_Task requirements:_ Return the lines of the data below in which the string "that" occurs.

====

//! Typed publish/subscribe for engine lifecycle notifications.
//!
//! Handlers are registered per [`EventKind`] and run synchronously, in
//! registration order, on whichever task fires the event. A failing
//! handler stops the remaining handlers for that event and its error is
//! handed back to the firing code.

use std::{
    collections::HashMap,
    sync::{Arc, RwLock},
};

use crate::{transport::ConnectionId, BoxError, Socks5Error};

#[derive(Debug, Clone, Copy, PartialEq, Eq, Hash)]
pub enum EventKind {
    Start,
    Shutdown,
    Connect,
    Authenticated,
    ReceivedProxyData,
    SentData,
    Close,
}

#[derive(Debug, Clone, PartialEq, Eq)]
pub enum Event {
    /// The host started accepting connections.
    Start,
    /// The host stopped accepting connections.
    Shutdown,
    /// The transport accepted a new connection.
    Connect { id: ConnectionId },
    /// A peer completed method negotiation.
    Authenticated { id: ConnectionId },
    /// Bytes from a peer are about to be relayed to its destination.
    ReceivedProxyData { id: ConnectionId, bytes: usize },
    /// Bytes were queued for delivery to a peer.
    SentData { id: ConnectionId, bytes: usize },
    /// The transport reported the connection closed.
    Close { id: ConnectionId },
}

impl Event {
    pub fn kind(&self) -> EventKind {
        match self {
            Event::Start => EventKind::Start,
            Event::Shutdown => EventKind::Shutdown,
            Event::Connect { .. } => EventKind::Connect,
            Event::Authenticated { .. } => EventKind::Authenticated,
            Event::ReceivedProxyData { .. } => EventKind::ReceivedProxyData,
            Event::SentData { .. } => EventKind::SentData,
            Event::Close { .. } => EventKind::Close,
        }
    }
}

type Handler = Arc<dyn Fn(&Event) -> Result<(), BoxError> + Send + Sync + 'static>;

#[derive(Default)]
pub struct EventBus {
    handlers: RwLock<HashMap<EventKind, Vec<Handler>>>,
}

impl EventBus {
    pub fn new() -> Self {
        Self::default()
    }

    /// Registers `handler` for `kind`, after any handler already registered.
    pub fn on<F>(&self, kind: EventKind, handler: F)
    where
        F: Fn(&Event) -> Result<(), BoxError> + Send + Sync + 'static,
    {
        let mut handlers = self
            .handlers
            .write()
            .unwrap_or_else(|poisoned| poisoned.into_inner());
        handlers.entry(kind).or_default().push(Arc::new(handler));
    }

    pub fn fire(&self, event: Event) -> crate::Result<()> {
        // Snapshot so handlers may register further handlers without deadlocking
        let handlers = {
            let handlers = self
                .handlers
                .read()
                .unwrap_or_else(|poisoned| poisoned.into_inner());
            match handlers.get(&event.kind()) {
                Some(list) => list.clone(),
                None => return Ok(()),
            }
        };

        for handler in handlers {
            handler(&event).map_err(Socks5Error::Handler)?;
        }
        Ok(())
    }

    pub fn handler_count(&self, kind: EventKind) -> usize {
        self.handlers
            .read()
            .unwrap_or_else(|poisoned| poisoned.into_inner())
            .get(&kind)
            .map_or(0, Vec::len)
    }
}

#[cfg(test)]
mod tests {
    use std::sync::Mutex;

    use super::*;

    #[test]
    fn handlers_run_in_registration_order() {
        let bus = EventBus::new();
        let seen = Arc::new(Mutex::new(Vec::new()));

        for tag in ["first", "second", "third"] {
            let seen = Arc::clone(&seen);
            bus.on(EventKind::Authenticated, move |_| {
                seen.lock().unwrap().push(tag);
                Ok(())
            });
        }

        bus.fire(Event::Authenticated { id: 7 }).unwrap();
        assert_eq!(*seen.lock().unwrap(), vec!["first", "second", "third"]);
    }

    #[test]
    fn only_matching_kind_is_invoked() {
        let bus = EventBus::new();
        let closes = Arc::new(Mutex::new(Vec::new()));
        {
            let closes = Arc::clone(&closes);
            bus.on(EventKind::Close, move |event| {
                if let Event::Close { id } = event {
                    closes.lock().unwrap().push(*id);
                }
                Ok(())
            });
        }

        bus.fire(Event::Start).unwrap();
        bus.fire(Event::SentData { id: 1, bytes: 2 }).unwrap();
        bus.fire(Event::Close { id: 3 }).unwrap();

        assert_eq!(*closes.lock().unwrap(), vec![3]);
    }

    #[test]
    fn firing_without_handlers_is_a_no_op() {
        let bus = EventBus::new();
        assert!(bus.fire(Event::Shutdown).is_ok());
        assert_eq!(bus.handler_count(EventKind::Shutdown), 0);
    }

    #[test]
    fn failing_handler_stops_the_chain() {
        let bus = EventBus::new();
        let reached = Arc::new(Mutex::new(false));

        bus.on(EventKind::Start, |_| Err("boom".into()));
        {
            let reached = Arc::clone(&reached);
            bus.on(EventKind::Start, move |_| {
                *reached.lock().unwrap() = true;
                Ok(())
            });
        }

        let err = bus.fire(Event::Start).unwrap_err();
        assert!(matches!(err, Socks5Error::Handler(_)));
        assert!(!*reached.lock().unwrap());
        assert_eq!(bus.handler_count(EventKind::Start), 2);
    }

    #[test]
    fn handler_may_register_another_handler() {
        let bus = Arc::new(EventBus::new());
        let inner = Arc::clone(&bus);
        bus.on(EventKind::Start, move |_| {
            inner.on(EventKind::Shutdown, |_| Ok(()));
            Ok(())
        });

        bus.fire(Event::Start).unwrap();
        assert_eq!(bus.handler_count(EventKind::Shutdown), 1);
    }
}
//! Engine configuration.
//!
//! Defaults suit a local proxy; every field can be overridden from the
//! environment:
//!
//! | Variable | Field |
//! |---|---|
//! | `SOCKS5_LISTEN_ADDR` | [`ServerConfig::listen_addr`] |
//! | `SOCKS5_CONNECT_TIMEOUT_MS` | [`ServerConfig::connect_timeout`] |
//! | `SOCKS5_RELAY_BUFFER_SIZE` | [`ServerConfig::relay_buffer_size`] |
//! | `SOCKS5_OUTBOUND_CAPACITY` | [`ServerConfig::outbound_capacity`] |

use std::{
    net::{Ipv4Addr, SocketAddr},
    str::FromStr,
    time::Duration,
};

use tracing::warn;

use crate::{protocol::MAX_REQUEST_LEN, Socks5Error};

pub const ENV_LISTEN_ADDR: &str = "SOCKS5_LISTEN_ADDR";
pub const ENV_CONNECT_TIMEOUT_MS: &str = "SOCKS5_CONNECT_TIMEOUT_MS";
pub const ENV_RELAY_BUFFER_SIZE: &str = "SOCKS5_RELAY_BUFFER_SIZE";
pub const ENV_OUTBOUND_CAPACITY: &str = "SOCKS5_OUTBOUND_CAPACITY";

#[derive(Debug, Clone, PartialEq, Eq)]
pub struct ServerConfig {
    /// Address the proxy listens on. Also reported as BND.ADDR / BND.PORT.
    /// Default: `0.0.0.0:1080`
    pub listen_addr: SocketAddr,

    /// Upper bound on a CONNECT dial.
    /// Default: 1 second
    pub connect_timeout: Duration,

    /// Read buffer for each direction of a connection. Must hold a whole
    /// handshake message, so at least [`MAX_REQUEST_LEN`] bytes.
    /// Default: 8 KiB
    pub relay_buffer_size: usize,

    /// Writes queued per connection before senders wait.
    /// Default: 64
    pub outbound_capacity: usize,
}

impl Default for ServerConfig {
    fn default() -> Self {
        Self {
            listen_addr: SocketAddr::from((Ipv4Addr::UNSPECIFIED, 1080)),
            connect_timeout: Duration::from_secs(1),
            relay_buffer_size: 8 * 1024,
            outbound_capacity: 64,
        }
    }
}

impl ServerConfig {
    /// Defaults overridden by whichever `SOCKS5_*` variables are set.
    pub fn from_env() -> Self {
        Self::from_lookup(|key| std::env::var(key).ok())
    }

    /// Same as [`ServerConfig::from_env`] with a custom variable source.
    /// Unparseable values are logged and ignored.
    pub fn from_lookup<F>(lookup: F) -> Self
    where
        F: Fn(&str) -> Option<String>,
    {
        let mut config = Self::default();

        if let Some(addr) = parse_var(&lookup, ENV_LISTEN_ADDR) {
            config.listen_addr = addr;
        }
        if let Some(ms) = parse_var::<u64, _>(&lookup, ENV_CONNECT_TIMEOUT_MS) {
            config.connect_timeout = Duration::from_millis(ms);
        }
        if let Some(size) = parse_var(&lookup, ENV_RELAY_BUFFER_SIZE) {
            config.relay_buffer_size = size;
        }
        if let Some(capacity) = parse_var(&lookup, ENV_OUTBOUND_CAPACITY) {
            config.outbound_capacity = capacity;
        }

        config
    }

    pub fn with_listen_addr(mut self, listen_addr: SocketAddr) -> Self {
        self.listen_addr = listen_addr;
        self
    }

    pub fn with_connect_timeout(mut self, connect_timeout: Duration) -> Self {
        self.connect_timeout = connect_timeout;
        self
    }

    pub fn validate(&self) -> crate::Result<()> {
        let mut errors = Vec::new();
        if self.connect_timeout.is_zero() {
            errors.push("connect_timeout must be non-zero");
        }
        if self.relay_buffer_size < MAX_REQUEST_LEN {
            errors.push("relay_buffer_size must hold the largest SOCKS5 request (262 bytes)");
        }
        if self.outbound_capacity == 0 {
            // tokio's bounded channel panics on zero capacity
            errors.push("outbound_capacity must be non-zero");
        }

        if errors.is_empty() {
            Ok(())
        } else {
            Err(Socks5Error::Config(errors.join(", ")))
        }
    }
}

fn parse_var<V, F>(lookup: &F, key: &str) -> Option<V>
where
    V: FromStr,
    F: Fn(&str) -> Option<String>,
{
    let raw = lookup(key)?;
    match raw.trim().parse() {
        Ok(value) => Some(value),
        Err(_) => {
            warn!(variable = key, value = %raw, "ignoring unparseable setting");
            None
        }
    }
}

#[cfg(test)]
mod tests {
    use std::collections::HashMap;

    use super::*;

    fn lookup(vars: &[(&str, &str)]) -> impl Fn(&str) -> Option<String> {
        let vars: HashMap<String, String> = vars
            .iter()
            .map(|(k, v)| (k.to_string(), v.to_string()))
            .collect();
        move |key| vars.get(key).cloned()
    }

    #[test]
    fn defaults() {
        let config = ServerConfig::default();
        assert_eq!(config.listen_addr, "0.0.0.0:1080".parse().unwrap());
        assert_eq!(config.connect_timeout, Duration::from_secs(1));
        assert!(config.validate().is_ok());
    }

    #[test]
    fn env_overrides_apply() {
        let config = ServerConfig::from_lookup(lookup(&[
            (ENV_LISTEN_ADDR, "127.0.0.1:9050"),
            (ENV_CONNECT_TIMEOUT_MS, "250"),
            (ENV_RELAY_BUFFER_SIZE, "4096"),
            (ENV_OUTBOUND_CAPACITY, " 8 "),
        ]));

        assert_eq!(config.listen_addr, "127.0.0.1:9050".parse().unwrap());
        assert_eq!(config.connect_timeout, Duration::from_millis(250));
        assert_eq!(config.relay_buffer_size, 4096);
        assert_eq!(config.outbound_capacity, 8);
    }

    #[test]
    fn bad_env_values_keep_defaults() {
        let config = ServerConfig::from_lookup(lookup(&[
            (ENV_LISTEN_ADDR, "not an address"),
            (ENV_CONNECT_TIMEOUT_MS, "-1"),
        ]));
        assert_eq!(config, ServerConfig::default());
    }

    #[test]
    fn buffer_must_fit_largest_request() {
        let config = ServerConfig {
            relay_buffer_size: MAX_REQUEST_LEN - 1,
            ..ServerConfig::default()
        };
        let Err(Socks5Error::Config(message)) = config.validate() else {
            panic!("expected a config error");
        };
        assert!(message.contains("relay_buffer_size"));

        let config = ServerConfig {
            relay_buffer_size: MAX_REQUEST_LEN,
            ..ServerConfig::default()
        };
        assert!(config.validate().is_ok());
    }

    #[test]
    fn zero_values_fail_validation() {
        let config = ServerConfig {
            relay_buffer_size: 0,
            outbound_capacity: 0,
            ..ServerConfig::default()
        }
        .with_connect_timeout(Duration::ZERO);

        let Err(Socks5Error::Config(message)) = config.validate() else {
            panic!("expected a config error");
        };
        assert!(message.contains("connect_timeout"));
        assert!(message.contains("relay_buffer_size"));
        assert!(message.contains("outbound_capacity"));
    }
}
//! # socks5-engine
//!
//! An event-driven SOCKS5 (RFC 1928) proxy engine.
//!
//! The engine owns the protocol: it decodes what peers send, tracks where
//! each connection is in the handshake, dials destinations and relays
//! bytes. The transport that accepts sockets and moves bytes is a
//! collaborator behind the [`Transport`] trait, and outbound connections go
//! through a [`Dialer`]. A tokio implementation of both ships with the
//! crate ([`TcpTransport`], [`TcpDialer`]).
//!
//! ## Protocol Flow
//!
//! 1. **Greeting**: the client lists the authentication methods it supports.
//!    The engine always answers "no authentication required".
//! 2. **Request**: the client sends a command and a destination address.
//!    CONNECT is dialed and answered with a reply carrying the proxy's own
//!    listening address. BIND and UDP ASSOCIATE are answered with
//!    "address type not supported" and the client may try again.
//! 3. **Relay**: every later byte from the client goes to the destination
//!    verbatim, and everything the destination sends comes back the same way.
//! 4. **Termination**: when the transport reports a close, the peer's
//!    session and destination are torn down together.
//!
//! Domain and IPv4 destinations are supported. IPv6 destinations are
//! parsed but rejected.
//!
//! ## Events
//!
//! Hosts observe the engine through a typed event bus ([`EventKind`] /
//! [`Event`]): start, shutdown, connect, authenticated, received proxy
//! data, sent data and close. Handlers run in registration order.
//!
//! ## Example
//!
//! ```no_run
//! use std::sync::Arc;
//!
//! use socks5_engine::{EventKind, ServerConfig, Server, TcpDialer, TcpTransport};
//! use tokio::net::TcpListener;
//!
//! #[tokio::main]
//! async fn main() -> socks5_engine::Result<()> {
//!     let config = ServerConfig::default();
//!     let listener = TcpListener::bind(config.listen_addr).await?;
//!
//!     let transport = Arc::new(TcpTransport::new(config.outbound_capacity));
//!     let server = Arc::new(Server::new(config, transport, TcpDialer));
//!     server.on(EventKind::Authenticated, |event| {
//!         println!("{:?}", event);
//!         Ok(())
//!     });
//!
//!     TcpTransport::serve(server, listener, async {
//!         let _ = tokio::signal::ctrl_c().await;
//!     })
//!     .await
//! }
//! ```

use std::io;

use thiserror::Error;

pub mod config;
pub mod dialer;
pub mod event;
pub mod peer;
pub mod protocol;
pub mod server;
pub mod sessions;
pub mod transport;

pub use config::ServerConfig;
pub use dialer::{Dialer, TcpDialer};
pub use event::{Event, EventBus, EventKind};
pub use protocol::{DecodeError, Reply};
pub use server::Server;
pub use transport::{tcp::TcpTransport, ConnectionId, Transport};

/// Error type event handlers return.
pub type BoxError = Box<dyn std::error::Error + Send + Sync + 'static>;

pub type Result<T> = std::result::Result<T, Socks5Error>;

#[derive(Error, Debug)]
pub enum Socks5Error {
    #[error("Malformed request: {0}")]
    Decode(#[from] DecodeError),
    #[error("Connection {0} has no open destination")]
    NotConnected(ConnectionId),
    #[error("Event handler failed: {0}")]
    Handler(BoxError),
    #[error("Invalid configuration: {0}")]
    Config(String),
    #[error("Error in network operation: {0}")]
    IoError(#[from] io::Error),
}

====

_Answer for this exercise:_
//! handler stops the remaining handlers for that event and its error is
//! bytes. The transport that accepts sockets and moves bytes is a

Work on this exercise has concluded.